EXERCISE AIM: Only the number is wanted: tally the lines below that contain the word "InvalidTransition".

Stored items:
============================================================
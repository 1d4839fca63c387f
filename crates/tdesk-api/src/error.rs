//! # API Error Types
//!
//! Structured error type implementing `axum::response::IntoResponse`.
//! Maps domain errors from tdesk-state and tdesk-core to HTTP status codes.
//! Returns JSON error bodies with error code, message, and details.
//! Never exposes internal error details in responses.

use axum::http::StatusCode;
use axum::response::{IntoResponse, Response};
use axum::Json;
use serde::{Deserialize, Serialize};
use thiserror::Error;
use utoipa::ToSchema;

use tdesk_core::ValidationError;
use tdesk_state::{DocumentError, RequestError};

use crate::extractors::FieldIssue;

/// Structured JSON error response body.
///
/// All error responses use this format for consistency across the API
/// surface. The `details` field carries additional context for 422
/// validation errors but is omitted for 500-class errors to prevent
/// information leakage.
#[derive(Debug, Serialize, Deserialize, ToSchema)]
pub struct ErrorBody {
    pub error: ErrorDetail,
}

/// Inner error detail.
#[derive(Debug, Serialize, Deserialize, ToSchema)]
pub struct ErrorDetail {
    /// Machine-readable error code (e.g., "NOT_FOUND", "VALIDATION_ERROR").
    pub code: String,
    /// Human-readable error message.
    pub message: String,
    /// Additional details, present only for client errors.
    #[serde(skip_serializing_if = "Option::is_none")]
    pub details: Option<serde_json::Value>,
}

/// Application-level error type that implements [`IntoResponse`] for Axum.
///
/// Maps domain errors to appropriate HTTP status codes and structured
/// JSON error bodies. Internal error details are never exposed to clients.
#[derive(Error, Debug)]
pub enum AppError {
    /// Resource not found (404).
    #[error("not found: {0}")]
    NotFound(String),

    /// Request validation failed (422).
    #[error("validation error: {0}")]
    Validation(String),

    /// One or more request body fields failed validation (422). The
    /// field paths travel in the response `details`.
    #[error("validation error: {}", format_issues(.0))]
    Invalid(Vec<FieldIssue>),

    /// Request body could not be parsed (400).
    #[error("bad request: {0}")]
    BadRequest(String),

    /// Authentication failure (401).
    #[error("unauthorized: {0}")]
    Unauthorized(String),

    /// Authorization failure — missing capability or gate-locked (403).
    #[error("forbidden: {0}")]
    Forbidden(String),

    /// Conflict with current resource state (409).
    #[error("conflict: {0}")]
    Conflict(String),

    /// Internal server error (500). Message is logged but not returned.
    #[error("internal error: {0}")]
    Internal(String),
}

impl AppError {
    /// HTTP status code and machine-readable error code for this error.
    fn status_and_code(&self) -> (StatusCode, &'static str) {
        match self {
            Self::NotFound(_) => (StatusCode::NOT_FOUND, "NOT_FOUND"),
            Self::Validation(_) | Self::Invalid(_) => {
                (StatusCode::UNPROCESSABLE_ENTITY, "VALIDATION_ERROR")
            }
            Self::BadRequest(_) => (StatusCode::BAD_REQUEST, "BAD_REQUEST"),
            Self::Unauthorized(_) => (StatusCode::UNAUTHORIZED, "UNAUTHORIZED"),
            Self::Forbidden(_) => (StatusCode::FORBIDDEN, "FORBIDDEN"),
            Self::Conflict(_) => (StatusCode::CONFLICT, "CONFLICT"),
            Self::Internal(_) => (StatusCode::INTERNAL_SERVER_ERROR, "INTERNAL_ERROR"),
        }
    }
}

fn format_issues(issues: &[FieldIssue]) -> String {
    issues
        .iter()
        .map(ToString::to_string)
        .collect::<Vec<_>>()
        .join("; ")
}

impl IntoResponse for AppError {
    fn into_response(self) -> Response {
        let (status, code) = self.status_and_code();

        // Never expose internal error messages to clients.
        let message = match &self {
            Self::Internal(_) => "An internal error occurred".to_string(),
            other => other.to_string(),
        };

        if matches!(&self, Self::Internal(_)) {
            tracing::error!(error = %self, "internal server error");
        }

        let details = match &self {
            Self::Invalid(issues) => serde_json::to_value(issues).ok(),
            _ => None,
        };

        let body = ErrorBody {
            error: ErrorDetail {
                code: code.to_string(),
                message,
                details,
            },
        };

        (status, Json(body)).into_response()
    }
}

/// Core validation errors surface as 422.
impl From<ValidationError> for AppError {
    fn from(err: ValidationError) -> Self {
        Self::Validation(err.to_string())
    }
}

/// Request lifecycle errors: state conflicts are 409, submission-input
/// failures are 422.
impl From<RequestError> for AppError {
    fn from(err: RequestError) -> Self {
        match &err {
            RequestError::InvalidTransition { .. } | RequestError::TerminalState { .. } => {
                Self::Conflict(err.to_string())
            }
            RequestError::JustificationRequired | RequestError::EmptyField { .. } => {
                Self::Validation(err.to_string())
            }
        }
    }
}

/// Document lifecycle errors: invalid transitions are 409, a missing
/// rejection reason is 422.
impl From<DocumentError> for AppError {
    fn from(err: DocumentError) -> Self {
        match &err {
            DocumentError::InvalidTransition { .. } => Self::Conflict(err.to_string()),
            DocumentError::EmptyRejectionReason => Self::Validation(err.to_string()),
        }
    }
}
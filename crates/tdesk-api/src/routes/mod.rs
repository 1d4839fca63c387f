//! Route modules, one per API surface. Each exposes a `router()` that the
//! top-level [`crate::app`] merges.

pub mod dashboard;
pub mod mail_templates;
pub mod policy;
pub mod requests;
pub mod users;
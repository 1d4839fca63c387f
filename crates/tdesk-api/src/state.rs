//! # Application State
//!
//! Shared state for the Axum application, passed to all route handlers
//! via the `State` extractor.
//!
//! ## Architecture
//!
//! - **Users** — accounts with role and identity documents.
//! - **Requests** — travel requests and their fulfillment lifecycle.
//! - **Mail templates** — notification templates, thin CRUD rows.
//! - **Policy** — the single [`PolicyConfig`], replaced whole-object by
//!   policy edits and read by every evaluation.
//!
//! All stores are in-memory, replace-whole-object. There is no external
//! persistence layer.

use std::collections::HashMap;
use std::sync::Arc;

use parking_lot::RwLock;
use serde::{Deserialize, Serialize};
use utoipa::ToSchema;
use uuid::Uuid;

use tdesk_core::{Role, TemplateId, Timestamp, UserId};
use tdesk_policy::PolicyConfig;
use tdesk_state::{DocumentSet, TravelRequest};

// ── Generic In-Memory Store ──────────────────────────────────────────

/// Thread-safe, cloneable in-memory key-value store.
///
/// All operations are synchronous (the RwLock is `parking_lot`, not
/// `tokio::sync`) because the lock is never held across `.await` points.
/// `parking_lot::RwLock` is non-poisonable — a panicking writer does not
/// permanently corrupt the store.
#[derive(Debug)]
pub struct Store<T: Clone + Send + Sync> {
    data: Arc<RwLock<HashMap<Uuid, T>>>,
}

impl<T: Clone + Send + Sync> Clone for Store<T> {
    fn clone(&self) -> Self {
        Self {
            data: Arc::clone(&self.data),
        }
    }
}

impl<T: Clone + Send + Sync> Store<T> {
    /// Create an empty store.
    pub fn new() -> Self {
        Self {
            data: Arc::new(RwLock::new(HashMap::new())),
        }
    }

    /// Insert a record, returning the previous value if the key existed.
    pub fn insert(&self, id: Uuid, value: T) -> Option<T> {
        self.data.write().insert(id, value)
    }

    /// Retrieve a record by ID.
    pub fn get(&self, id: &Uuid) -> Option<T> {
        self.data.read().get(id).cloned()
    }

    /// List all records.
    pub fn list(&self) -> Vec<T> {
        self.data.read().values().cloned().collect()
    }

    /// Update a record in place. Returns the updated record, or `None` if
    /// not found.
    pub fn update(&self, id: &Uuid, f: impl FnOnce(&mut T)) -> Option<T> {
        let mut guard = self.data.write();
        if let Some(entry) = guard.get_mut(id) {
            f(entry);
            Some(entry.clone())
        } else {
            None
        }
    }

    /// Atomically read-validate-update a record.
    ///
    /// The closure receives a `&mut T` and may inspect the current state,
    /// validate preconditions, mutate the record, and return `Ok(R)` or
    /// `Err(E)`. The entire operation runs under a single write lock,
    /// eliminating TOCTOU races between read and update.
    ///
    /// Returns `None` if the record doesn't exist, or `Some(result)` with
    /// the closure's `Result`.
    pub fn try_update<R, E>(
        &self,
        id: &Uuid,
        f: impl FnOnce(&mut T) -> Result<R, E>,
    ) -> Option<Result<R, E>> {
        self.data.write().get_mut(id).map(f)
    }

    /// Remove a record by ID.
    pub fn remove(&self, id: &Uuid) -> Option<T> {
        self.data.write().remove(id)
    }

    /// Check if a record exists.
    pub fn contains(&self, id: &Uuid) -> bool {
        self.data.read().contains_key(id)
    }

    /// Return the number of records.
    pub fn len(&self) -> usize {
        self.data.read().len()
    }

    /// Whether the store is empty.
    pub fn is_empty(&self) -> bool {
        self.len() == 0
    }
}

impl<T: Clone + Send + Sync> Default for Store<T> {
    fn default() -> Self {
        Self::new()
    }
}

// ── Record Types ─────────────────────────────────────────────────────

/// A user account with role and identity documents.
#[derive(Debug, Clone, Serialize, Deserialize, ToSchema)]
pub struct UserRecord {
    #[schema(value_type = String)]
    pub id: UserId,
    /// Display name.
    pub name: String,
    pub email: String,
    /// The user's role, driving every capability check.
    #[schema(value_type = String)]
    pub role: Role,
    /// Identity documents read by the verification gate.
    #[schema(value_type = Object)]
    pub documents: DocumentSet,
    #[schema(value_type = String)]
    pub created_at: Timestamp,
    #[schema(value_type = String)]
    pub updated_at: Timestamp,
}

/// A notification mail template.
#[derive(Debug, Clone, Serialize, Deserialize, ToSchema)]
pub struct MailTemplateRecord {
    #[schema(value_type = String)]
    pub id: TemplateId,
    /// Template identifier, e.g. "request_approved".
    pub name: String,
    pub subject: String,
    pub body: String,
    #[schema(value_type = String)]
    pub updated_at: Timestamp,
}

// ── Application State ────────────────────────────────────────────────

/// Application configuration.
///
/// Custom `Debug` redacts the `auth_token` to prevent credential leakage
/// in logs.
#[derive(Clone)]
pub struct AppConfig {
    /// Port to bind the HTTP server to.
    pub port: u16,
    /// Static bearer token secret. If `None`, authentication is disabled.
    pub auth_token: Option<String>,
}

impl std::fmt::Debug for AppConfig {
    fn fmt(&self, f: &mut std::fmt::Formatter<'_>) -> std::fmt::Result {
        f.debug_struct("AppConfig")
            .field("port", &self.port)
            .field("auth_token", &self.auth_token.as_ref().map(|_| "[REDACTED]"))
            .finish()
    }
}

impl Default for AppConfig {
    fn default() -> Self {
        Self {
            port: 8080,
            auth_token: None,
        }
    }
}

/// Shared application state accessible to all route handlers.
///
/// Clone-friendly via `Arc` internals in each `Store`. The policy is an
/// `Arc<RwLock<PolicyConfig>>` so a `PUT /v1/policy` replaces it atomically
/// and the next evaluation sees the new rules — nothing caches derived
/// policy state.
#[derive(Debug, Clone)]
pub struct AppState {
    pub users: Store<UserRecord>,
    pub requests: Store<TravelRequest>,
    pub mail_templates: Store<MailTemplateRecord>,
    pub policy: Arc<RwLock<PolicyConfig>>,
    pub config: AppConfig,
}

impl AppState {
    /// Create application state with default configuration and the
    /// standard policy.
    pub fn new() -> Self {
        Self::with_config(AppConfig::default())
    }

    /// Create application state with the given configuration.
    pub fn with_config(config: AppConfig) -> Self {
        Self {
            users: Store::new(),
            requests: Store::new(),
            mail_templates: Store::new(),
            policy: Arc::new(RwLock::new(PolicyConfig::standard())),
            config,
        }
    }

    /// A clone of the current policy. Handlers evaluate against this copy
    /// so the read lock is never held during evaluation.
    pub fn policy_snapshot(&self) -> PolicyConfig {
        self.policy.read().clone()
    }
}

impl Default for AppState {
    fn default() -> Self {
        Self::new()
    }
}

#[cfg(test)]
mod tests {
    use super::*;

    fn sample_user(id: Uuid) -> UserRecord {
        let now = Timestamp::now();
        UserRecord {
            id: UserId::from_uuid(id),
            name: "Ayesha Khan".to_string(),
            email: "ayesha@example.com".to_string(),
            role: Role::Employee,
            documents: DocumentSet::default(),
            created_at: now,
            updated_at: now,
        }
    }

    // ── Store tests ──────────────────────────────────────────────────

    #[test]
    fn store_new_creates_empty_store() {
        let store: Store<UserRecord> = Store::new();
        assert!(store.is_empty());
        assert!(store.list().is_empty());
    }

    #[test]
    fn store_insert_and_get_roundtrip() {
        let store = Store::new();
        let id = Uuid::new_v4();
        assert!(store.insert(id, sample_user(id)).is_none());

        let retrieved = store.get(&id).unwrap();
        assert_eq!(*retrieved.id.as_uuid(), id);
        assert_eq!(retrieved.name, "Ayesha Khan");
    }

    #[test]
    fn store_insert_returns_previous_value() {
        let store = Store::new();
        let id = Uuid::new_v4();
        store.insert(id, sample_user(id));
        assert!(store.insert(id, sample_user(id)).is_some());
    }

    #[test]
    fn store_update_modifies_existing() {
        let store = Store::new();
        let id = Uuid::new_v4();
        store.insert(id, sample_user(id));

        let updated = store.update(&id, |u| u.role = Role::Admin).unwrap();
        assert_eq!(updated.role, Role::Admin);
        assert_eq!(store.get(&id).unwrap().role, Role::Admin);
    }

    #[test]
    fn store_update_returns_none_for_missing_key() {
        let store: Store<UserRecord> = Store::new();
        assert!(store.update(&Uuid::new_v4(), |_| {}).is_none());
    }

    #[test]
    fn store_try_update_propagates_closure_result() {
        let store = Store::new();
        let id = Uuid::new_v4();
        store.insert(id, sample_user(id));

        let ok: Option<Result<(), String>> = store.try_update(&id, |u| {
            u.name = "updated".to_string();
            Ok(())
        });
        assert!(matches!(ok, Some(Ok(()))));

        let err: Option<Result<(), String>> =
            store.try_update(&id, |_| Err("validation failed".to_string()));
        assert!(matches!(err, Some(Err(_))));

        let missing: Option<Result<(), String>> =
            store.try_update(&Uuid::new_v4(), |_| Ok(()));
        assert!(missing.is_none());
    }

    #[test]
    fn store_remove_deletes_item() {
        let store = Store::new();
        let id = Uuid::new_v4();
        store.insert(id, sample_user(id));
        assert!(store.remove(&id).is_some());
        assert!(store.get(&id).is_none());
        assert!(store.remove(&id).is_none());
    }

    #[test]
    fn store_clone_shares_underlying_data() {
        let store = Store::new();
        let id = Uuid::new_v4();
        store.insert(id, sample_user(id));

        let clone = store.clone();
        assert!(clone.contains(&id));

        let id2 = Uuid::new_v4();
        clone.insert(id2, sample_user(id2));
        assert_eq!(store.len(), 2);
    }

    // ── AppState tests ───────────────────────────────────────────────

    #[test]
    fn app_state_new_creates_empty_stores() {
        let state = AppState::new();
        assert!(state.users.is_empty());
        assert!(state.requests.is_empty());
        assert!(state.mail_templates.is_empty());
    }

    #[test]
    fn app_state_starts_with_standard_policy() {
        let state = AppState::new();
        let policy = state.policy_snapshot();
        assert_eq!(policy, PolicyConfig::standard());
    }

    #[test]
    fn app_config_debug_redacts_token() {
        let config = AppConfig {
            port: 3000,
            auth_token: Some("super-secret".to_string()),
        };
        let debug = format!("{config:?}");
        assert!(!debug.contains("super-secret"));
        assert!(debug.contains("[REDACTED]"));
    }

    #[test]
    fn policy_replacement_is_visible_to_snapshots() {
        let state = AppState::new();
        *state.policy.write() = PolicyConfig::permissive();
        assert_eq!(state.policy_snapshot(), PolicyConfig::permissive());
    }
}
============================================================
SOLUTION FOR THIS PROBLEM: 2